▸ **Task to carry out**
In the listing below, find the line containing "let Some((token, idx))" and the line containing "with blank lines.". Repeat exactly those two lines and every line between them.

▸ **Supplied data**
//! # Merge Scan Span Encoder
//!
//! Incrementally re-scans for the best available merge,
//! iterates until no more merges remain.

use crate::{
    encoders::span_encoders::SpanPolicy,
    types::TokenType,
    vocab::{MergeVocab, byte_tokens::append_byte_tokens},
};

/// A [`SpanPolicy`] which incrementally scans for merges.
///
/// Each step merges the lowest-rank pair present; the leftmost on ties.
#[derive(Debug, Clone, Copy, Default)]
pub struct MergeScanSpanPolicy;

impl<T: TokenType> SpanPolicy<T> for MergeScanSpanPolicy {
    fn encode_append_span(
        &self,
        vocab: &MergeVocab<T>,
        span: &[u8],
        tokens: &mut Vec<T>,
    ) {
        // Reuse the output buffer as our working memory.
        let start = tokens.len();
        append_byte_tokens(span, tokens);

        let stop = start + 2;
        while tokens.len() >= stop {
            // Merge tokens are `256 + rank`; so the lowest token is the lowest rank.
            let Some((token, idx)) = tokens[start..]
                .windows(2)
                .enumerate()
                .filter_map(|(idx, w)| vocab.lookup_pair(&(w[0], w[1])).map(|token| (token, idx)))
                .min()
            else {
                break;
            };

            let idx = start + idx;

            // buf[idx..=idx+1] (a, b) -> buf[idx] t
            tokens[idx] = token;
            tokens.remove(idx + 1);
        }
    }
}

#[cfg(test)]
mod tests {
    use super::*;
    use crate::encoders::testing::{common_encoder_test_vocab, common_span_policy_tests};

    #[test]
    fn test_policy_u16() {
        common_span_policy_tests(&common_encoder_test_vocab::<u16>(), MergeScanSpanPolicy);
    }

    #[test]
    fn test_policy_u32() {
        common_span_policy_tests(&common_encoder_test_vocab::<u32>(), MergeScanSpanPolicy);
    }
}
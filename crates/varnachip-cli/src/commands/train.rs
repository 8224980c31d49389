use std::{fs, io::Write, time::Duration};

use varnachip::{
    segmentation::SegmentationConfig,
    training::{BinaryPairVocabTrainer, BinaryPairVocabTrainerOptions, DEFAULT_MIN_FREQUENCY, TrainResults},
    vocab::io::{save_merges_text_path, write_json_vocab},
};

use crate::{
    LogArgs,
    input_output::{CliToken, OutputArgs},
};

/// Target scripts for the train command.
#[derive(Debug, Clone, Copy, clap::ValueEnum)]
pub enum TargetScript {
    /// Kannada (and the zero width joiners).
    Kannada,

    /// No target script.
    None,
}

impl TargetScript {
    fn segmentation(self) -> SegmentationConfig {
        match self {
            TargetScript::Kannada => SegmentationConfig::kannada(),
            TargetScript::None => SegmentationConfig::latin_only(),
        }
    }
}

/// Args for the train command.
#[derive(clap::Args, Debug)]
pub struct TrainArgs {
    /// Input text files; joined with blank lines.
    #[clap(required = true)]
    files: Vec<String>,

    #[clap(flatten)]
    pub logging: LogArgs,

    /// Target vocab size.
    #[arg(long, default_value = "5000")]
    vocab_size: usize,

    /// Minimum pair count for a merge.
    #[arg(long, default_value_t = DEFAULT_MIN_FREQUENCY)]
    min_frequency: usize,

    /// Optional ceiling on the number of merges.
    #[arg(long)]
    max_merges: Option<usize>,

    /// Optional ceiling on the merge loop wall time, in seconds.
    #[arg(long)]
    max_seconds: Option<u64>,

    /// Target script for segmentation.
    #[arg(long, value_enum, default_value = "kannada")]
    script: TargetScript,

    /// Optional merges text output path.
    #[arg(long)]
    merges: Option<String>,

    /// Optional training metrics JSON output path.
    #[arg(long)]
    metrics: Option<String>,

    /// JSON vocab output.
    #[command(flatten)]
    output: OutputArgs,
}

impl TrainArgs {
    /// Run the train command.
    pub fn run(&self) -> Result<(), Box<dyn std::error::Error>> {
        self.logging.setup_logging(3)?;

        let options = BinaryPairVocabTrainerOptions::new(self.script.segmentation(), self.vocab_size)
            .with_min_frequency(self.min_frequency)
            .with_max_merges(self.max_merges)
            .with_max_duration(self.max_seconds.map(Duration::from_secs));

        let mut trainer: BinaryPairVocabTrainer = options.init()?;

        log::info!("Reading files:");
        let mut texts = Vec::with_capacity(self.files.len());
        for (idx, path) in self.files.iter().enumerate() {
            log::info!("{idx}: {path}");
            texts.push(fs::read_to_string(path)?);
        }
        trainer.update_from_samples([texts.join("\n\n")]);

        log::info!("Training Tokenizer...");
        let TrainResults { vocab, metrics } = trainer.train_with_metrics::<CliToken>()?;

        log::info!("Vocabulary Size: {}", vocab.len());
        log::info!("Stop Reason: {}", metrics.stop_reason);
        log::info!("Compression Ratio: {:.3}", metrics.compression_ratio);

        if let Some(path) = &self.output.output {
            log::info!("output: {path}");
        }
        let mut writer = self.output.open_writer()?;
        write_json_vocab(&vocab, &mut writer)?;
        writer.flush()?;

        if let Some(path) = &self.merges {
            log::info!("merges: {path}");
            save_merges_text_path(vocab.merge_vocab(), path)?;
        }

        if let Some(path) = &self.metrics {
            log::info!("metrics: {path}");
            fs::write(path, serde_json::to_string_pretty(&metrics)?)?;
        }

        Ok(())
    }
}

▸ **Exercise output**
            let Some((token, idx)) = tokens[start..]
                .windows(2)
                .enumerate()
                .filter_map(|(idx, w)| vocab.lookup_pair(&(w[0], w[1])).map(|token| (token, idx)))
                .min()
            else {
                break;
            };

            let idx = start + idx;

            // buf[idx..=idx+1] (a, b) -> buf[idx] t
            tokens[idx] = token;
            tokens.remove(idx + 1);
        }
    }
}

#[cfg(test)]
mod tests {
    use super::*;
    use crate::encoders::testing::{common_encoder_test_vocab, common_span_policy_tests};

    #[test]
    fn test_policy_u16() {
        common_span_policy_tests(&common_encoder_test_vocab::<u16>(), MergeScanSpanPolicy);
    }

    #[test]
    fn test_policy_u32() {
        common_span_policy_tests(&common_encoder_test_vocab::<u32>(), MergeScanSpanPolicy);
    }
}
filename crates/varnachip-cli/src/commands/train.rs
repository 8224980c31d49389
use std::{fs, io::Write, time::Duration};

use varnachip::{
    segmentation::SegmentationConfig,
    training::{BinaryPairVocabTrainer, BinaryPairVocabTrainerOptions, DEFAULT_MIN_FREQUENCY, TrainResults},
    vocab::io::{save_merges_text_path, write_json_vocab},
};

use crate::{
    LogArgs,
    input_output::{CliToken, OutputArgs},
};

/// Target scripts for the train command.
#[derive(Debug, Clone, Copy, clap::ValueEnum)]
pub enum TargetScript {
    /// Kannada (and the zero width joiners).
    Kannada,

    /// No target script.
    None,
}

impl TargetScript {
    fn segmentation(self) -> SegmentationConfig {
        match self {
            TargetScript::Kannada => SegmentationConfig::kannada(),
            TargetScript::None => SegmentationConfig::latin_only(),
        }
    }
}

/// Args for the train command.
#[derive(clap::Args, Debug)]
pub struct TrainArgs {
    /// Input text files; joined with blank lines.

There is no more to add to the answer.